## Data supplied
####
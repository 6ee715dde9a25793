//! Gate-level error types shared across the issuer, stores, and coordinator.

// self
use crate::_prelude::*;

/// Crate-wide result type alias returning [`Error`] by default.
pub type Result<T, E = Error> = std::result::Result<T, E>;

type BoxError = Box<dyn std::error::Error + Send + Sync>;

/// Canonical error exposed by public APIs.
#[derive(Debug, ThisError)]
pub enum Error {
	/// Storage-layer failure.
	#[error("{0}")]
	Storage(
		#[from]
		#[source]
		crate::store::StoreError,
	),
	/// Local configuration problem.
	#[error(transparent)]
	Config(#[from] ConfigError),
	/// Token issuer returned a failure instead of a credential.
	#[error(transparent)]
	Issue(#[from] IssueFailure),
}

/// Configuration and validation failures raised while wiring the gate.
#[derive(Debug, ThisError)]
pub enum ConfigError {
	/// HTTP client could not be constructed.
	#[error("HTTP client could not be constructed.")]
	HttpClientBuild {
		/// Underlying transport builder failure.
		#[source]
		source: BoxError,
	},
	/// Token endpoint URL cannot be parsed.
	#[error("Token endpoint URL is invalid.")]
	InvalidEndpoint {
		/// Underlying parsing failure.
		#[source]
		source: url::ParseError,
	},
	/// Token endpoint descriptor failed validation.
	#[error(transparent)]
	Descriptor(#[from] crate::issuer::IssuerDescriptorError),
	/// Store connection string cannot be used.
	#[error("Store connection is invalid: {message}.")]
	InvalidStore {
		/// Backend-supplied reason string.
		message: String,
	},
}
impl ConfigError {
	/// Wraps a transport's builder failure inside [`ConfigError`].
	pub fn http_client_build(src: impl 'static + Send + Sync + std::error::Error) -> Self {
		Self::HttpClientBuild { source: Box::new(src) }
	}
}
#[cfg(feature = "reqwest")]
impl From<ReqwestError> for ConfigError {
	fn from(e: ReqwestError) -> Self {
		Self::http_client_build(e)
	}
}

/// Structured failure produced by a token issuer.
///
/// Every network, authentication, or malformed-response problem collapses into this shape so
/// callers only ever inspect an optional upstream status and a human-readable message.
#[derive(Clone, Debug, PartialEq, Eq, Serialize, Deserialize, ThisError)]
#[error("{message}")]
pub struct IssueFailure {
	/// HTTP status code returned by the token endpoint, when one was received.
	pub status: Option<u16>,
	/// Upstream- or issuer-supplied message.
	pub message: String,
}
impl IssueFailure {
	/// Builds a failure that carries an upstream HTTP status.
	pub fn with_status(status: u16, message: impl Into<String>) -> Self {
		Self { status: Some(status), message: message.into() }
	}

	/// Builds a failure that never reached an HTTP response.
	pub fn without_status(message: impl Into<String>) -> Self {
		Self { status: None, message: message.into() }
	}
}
####
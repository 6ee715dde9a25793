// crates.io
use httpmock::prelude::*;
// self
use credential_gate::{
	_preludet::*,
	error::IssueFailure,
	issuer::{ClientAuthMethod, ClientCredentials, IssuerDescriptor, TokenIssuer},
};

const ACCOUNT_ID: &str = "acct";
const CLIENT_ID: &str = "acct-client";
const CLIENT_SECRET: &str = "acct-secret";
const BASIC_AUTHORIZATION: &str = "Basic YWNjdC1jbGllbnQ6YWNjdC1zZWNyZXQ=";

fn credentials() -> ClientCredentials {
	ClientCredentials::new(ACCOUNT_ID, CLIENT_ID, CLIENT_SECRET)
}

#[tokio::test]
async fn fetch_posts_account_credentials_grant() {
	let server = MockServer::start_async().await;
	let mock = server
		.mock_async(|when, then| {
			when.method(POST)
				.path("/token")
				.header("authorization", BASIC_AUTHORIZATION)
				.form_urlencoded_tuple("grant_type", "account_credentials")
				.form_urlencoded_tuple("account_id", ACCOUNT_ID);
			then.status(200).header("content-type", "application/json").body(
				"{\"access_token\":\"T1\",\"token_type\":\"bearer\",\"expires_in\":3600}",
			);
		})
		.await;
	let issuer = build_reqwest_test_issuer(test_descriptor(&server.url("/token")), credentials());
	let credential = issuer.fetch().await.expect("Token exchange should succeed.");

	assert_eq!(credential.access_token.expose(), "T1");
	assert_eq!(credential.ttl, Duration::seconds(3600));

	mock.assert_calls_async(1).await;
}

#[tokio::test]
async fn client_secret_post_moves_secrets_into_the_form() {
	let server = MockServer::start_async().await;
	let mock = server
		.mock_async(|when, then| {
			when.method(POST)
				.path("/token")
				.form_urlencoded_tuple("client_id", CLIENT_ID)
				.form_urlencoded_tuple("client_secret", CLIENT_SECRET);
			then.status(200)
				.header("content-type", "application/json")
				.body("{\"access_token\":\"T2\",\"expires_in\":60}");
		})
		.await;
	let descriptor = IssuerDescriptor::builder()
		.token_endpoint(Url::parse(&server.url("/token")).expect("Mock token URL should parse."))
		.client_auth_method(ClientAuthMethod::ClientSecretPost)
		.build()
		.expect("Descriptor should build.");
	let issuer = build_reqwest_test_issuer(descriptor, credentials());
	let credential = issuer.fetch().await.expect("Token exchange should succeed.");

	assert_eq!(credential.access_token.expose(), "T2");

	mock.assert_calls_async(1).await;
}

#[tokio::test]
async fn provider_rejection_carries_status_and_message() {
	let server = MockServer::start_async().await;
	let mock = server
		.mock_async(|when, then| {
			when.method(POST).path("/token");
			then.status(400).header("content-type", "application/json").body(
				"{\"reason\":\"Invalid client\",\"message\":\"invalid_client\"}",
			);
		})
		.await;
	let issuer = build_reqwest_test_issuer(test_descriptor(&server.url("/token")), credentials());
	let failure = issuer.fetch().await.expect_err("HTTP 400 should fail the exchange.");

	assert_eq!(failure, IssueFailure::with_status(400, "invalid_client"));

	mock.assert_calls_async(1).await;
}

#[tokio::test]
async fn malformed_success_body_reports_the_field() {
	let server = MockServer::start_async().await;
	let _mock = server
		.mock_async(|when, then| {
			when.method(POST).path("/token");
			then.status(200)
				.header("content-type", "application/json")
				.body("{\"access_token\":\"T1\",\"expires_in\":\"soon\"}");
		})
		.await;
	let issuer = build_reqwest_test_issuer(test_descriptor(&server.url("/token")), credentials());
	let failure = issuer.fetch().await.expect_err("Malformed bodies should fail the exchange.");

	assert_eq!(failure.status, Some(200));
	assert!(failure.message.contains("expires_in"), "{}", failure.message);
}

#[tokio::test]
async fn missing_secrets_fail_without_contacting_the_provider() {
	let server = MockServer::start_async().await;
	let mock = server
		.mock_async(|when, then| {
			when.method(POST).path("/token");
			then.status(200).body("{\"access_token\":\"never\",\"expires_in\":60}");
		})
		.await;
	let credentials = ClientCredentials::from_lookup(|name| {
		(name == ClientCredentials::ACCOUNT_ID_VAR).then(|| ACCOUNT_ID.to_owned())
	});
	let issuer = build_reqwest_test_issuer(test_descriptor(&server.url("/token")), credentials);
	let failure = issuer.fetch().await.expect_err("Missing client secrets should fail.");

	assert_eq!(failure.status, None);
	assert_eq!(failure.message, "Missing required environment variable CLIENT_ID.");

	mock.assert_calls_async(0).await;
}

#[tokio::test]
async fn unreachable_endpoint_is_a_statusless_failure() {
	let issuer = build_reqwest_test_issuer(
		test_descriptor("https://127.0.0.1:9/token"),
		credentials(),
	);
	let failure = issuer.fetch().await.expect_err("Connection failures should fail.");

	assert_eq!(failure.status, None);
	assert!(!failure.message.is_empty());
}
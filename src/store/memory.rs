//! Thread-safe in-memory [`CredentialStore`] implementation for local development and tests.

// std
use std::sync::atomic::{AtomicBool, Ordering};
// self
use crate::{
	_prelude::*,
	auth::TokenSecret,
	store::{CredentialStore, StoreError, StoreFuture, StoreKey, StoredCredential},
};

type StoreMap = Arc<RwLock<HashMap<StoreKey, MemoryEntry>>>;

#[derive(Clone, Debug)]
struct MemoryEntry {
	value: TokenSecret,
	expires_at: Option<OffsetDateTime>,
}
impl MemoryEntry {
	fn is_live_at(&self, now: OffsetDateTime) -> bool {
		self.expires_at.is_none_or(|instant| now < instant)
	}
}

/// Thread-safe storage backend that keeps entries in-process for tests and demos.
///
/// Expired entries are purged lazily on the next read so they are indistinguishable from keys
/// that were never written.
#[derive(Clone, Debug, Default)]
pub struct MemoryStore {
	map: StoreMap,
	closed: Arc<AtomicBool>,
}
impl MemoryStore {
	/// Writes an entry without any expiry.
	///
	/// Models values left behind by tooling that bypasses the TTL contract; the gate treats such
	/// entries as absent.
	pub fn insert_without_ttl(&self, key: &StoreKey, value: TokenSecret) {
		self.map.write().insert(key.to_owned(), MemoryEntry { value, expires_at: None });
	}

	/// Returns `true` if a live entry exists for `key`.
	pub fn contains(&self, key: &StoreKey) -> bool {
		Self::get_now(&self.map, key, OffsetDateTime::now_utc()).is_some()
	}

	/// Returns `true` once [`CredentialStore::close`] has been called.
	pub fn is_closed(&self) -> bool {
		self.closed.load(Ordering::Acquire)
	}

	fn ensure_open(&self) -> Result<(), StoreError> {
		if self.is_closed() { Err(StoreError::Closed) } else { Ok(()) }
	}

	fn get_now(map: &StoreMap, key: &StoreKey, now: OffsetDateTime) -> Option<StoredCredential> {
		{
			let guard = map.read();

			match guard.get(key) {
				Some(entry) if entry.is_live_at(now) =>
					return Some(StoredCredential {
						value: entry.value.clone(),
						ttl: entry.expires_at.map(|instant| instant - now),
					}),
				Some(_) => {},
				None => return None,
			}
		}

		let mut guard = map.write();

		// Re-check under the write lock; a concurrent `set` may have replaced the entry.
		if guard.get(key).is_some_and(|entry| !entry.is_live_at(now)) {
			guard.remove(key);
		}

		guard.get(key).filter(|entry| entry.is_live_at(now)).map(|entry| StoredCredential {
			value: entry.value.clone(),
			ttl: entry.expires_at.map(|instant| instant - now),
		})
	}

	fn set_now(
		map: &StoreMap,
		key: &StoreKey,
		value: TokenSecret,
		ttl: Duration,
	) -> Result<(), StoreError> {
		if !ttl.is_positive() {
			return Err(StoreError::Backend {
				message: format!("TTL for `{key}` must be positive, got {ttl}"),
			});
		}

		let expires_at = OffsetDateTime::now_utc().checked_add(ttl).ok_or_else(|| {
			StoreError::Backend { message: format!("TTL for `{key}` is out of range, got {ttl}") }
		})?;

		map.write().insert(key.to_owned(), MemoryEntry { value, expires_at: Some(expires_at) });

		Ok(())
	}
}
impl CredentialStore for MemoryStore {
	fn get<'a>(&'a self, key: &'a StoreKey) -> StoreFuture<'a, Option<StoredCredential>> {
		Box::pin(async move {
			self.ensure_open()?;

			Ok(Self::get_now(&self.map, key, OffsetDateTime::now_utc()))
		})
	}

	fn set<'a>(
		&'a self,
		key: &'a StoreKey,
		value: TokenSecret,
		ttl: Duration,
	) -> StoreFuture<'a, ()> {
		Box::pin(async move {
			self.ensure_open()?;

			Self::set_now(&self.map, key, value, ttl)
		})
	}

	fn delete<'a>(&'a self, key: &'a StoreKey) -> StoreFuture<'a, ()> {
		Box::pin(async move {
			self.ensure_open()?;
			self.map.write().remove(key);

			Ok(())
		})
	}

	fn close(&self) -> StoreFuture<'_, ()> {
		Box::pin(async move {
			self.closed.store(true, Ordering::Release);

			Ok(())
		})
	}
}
####
## Task goal
Your answer should consist only of the lines above between the line holding "Crate-wide result type" and the line holding "pub enum ConfigError", inclusive, each transcribed exactly.

## Answer box
/// Crate-wide result type alias returning [`Error`] by default.
pub type Result<T, E = Error> = std::result::Result<T, E>;

type BoxError = Box<dyn std::error::Error + Send + Sync>;

/// Canonical error exposed by public APIs.
#[derive(Debug, ThisError)]
pub enum Error {
	/// Storage-layer failure.
	#[error("{0}")]
	Storage(
		#[from]
		#[source]
		crate::store::StoreError,
	),
	/// Local configuration problem.
	#[error(transparent)]
	Config(#[from] ConfigError),
	/// Token issuer returned a failure instead of a credential.
	#[error(transparent)]
	Issue(#[from] IssueFailure),
}

/// Configuration and validation failures raised while wiring the gate.
#[derive(Debug, ThisError)]
pub enum ConfigError {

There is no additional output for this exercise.